La science et l’enthousiasme de cette vaillante femme ne se sont pas répandus de façon aussi générale qu’on pourrait le penser à voir certaines foules réunies les jours de matchs internationaux autour de la pelouse de jeu. Parmi ces spectacteurs, le nombre est minime encore de ceux qui ont joué au foot-ball ; or, pour bien le comprendre et l’apprécier, il faut y avoir joué ; autrement, on n’y aperçoit qu’une mêlée hasardeuse coupée de courses et de charges individuelles et sous cette apparence, exacte d’ailleurs, demeurent invisibles la technique raffinée et la combinaison étroite et ingénieuse de force morale et de force musculaire qui caractérisent ce beau sport.

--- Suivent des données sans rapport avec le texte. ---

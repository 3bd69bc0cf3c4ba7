//! The type-term model shared by every stage of inference.
//!
//! A [`Term`] is the unit that constraints relate: one of the two
//! ground types, an inference-introduced type variable, or the name of
//! a `let`-bound program variable used as a type term directly. Any two
//! terms are either identical values or related only through
//! constraints; there is no coercion between `int` and `bool`.

use std::fmt;

/// Identifier of a type variable, unique within one inference run.
#[derive(Debug, Clone, Copy, PartialEq, Eq, Hash, PartialOrd, Ord)]
pub struct TypeVarId(pub u32);

impl fmt::Display for TypeVarId {
    fn fmt(&self, f: &mut fmt::Formatter<'_>) -> fmt::Result {
        write!(f, "TV_{}", self.0)
    }
}

/// The two ground types of the language.
#[derive(Debug, Clone, Copy, PartialEq, Eq, Hash)]
pub enum ConcreteType {
    /// The integer type.
    Int,
    /// The boolean type.
    Bool,
}

impl fmt::Display for ConcreteType {
    fn fmt(&self, f: &mut fmt::Formatter<'_>) -> fmt::Result {
        match self {
            ConcreteType::Int => write!(f, "int"),
            ConcreteType::Bool => write!(f, "bool"),
        }
    }
}

/// A type term.
#[derive(Debug, Clone, PartialEq, Eq, Hash)]
pub enum Term {
    /// The ground type `int`.
    Int,

    /// The ground type `bool`.
    Bool,

    /// A type variable introduced during constraint generation.
    Var(TypeVarId),

    /// A `let`-bound program variable, used as a type term directly.
    /// Its type is whatever its equivalence class resolves to.
    Name(String),
}

impl Term {
    /// Builds the term for a program variable name.
    #[must_use]
    pub fn name(name: impl Into<String>) -> Term {
        Term::Name(name.into())
    }

    /// The concrete type this term denotes on its own, if any.
    #[must_use]
    pub fn concrete(&self) -> Option<ConcreteType> {
        match self {
            Term::Int => Some(ConcreteType::Int),
            Term::Bool => Some(ConcreteType::Bool),
            Term::Var(_) | Term::Name(_) => None,
        }
    }
}

impl From<ConcreteType> for Term {
    fn from(ty: ConcreteType) -> Term {
        match ty {
            ConcreteType::Int => Term::Int,
            ConcreteType::Bool => Term::Bool,
        }
    }
}

impl fmt::Display for Term {
    fn fmt(&self, f: &mut fmt::Formatter<'_>) -> fmt::Result {
        match self {
            Term::Int => write!(f, "int"),
            Term::Bool => write!(f, "bool"),
            Term::Var(id) => write!(f, "{id}"),
            Term::Name(name) => write!(f, "{name}"),
        }
    }
}

/// Source of fresh type variables for one inference run.
///
/// Run-scoped by construction: every run builds its own source, so
/// identifiers never collide across runs and concurrent runs share no
/// state. Within a run, no two calls to [`FreshVars::next`] return
/// equal terms.
#[derive(Debug, Default)]
pub struct FreshVars {
    next: u32,
}

impl FreshVars {
    /// Creates a source that has issued nothing yet.
    #[must_use]
    pub fn new() -> Self {
        Self::default()
    }

    /// Issues a type variable distinct from every previous one.
    pub fn next(&mut self) -> Term {
        let id = TypeVarId(self.next);
        self.next += 1;
        Term::Var(id)
    }
}

#[cfg(test)]
mod tests {
    use super::*;

    #[test]
    fn test_fresh_vars_are_distinct() {
        let mut fresh = FreshVars::new();
        let issued: Vec<_> = (0..100).map(|_| fresh.next()).collect();
        for (i, a) in issued.iter().enumerate() {
            assert!(a.concrete().is_none());
            for b in &issued[i + 1..] {
                assert_ne!(a, b);
            }
        }
    }

    #[test]
    fn test_separate_runs_restart() {
        // Distinctness is only promised within one run.
        assert_eq!(FreshVars::new().next(), FreshVars::new().next());
    }

    #[test]
    fn test_concrete() {
        assert_eq!(Term::Int.concrete(), Some(ConcreteType::Int));
        assert_eq!(Term::Bool.concrete(), Some(ConcreteType::Bool));
        assert_eq!(Term::name("x").concrete(), None);
        assert_eq!(FreshVars::new().next().concrete(), None);
    }

    #[test]
    fn test_display() {
        assert_eq!(Term::Var(TypeVarId(7)).to_string(), "TV_7");
        assert_eq!(Term::name("count").to_string(), "count");
        assert_eq!(Term::Int.to_string(), "int");
        assert_eq!(ConcreteType::Bool.to_string(), "bool");
    }
}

Le parfait foot-baller doit à tout instant de la partie être prêt à ramasser le ballon, à le recevoir d’un co-équipier ou à le lui passer, à courir, à s’arrêter, à charger, à se décider à se taire et à obéir. Comptez, s’il vous plaît, combien de qualités morales sont ainsi mises à contribution : l’initiative, la persévérance, le jugement, le courage, d’abnégation, la possession de soi-même. À tout instant se présentent des occasions de s’emparer du ballon, de gagner du terrain ; mais la moindre hésitation les fait échapper et déplace les chances. Un bon joueur saura toujours comment sont disposées les forces de son équipe et celles de l’équipe ennemie. Il jugera où est l’endroit faible de ses adversaires et s’il est lui-même suffisamment soutenu ; il calculera en un instant les conséquences d’un arrêt ou d’une chute, se décidera à renverser celui-ci ou à échappera celui-là ; et sitôt pris, un coup d’œil lui montrera auquel de ses partenaires il convient de passer le ballon pour qu’il file, comme le furet du Bois-Joli, de mains en mains.

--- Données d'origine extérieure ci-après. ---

//! Error types for the ductwork transport.
//!
//! Transport and framing failures surface immediately from the specific
//! send/receive call that hit them; higher layers abort the current
//! multi-step operation on first error rather than attempting recovery.

use std::path::PathBuf;
use thiserror::Error;

/// Main error type for ductwork operations.
#[derive(Debug, Error)]
pub enum DuctworkError {
    // Transport errors
    #[error("transport unavailable for channel '{name}': {source}")]
    TransportUnavailable {
        name: String,
        #[source]
        source: std::io::Error,
    },

    #[error("transport closed by peer on channel '{channel}'")]
    TransportClosed { channel: String },

    #[error("short read: expected {expected} bytes, got {actual}")]
    ShortRead { expected: usize, actual: usize },

    // Protocol errors
    #[error("protocol error: {reason}")]
    Protocol { reason: String },

    // Thread pool errors
    #[error("thread pool is stopped; task '{name}' rejected")]
    PoolStopped { name: String },

    // Store errors (external collaborators)
    #[error("subject not found: {subject}")]
    SubjectNotFound { subject: i32 },

    #[error("file not found: {0}")]
    FileNotFound(PathBuf),

    // Validation errors
    #[error("validation error for {field}: {message}")]
    Validation { field: String, message: String },

    // File system errors
    #[error("IO error at {path:?}: {message}")]
    Io {
        message: String,
        path: Option<PathBuf>,
        #[source]
        source: Option<std::io::Error>,
    },

    // Configuration errors
    #[error("configuration error: {message}")]
    Config { message: String },
}

/// Result type alias for ductwork operations.
pub type Result<T> = std::result::Result<T, DuctworkError>;

impl From<std::io::Error> for DuctworkError {
    fn from(err: std::io::Error) -> Self {
        DuctworkError::Io {
            message: err.to_string(),
            path: None,
            source: Some(err),
        }
    }
}

impl DuctworkError {
    /// Create an IO error with path context.
    pub fn io_with_path(err: std::io::Error, path: impl Into<PathBuf>) -> Self {
        DuctworkError::Io {
            message: err.to_string(),
            path: Some(path.into()),
            source: Some(err),
        }
    }

    /// Create a protocol error from any displayable reason.
    pub fn protocol(reason: impl Into<String>) -> Self {
        DuctworkError::Protocol {
            reason: reason.into(),
        }
    }

    /// Whether this error ends the channel session it occurred on.
    ///
    /// Session-fatal errors mean the conversation is desynchronized and the
    /// channel must be abandoned; the registry and other channels are
    /// unaffected.
    pub fn is_session_fatal(&self) -> bool {
        matches!(
            self,
            DuctworkError::TransportClosed { .. }
                | DuctworkError::ShortRead { .. }
                | DuctworkError::Protocol { .. }
        )
    }
}

#[cfg(test)]
mod tests {
    use super::*;

    #[test]
    fn test_error_display() {
        let err = DuctworkError::ShortRead {
            expected: 8,
            actual: 3,
        };
        assert_eq!(err.to_string(), "short read: expected 8 bytes, got 3");
    }

    #[test]
    fn test_session_fatal_classification() {
        assert!(DuctworkError::TransportClosed {
            channel: "control".into()
        }
        .is_session_fatal());
        assert!(DuctworkError::protocol("bad tag").is_session_fatal());
        assert!(!DuctworkError::SubjectNotFound { subject: 99 }.is_session_fatal());
    }

    #[test]
    fn test_io_error_conversion_keeps_source() {
        let io = std::io::Error::new(std::io::ErrorKind::NotFound, "gone");
        let err: DuctworkError = io.into();
        assert!(matches!(err, DuctworkError::Io { source: Some(_), .. }));
    }
}
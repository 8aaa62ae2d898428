//! Centralized configuration for the ductwork transport.
//!
//! Protocol constants live in const-holder structs; per-process knobs live
//! in [`Settings`], which layers environment overrides over defaults and is
//! further layered on by the binaries' command-line flags.

use crate::error::{DuctworkError, Result};
use std::path::PathBuf;

/// Wire-protocol constants shared by both endpoints.
///
/// Both processes are compiled from this definition; the protocol never
/// negotiates these at runtime (apart from `MAX_MESSAGE`, which the client
/// passes to the server it spawns).
pub struct ProtocolConfig;

impl ProtocolConfig {
    /// Current wire layout version. Bump when the encoding in
    /// `message.rs` changes shape.
    pub const WIRE_VERSION: u32 = 1;

    /// Default maximum message size in bytes. Bounds a single request write
    /// and a single file chunk reply.
    pub const MAX_MESSAGE: usize = 256;

    /// Fixed size of the new-channel name reply buffer. The name is
    /// NUL-padded to exactly this many bytes so the receiver always knows
    /// the receive length.
    pub const CHANNEL_NAME_LEN: usize = 64;

    /// Name of the mandatory control channel.
    pub const CONTROL_CHANNEL: &'static str = "control";

    /// Sampling interval of the data store rows, in seconds.
    pub const SAMPLE_INTERVAL: f64 = 0.004;
}

/// Per-process runtime settings.
#[derive(Debug, Clone)]
pub struct Settings {
    /// Directory the FIFO pairs live in. Both processes must agree.
    pub channel_dir: PathBuf,
    /// Maximum message size; requests and file chunks never exceed this.
    pub max_message: usize,
    /// Server-side worker thread count.
    pub workers: usize,
    /// Root directory of the per-subject CSV data set.
    pub data_root: PathBuf,
    /// Root directory served for file queries.
    pub file_root: PathBuf,
}

impl Default for Settings {
    fn default() -> Self {
        Self {
            channel_dir: PathBuf::from("."),
            max_message: ProtocolConfig::MAX_MESSAGE,
            workers: 4,
            data_root: PathBuf::from("data"),
            file_root: PathBuf::from("files"),
        }
    }
}

impl Settings {
    /// Build settings from defaults plus environment overrides.
    ///
    /// Recognized variables: `DUCTWORK_CHANNEL_DIR`, `DUCTWORK_MAX_MESSAGE`.
    pub fn from_env() -> Result<Self> {
        let mut settings = Self::default();

        if let Ok(dir) = std::env::var("DUCTWORK_CHANNEL_DIR") {
            settings.channel_dir = PathBuf::from(dir);
        }

        if let Ok(raw) = std::env::var("DUCTWORK_MAX_MESSAGE") {
            let max = raw.parse::<usize>().map_err(|_| DuctworkError::Config {
                message: format!("DUCTWORK_MAX_MESSAGE is not a valid size: {raw:?}"),
            })?;
            settings = settings.with_max_message(max)?;
        }

        Ok(settings)
    }

    /// Set the channel directory.
    pub fn with_channel_dir(mut self, dir: impl Into<PathBuf>) -> Self {
        self.channel_dir = dir.into();
        self
    }

    /// Set the maximum message size.
    ///
    /// Rejects sizes too small to hold a request header or larger than
    /// `PIPE_BUF` (4096 on Linux), beyond which single-write atomicity no
    /// longer holds for request framing.
    pub fn with_max_message(mut self, max: usize) -> Result<Self> {
        if !(32..=4096).contains(&max) {
            return Err(DuctworkError::Config {
                message: format!("max message size {max} outside supported range 32..=4096"),
            });
        }
        self.max_message = max;
        Ok(self)
    }

    /// Set the worker thread count.
    pub fn with_workers(mut self, workers: usize) -> Result<Self> {
        if workers == 0 {
            return Err(DuctworkError::Config {
                message: "worker count must be at least 1".to_string(),
            });
        }
        self.workers = workers;
        Ok(self)
    }

    /// Set the data store root.
    pub fn with_data_root(mut self, root: impl Into<PathBuf>) -> Self {
        self.data_root = root.into();
        self
    }

    /// Set the file store root.
    pub fn with_file_root(mut self, root: impl Into<PathBuf>) -> Self {
        self.file_root = root.into();
        self
    }
}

Ses efforts n’ont pas réussi, son équipe a déjà perdu plusieurs points. Va-t-il laisser le découragement l’envahir ? Le découragement est comme la lumière ; sa rapidité de transmission est foudroyante. Un peu de lassitude chez un joueur d’élite, un ralentissement dans ses mouvements, une parole qui lui échappe suffisent pour amener la déroute. Eh bien, non ! Il va redoubler d’ardeur et les camarades reprendront confiance en le voyant. Une faute vient d’être commise sous ses yeux et il a été sur le point de réclamer, mais le capitaine n’a rien dit, l’arbitre n’a pas sifflé ; c’était un « coup franc » ou une « mêlée » avantageuse pour son camp. Quel dommage ! La pensée que l’arbitre est injuste lui traverse l’esprit ; il la chasse et continue de faire son devoir jusqu’au moment où la partie cesse. Alors, s’il peut se rendre cette justice que pas une fois il n’a eu peur, que pas une fois il n’a sacrifié l’intérêt de son camp au désir d’accomplir quelque prouesse individuelle, il sera content de lui… Nul ne peut dire que le jeune homme qui a passé par là ne soit pas mieux préparé qu’un autre au foot-ball de la vie.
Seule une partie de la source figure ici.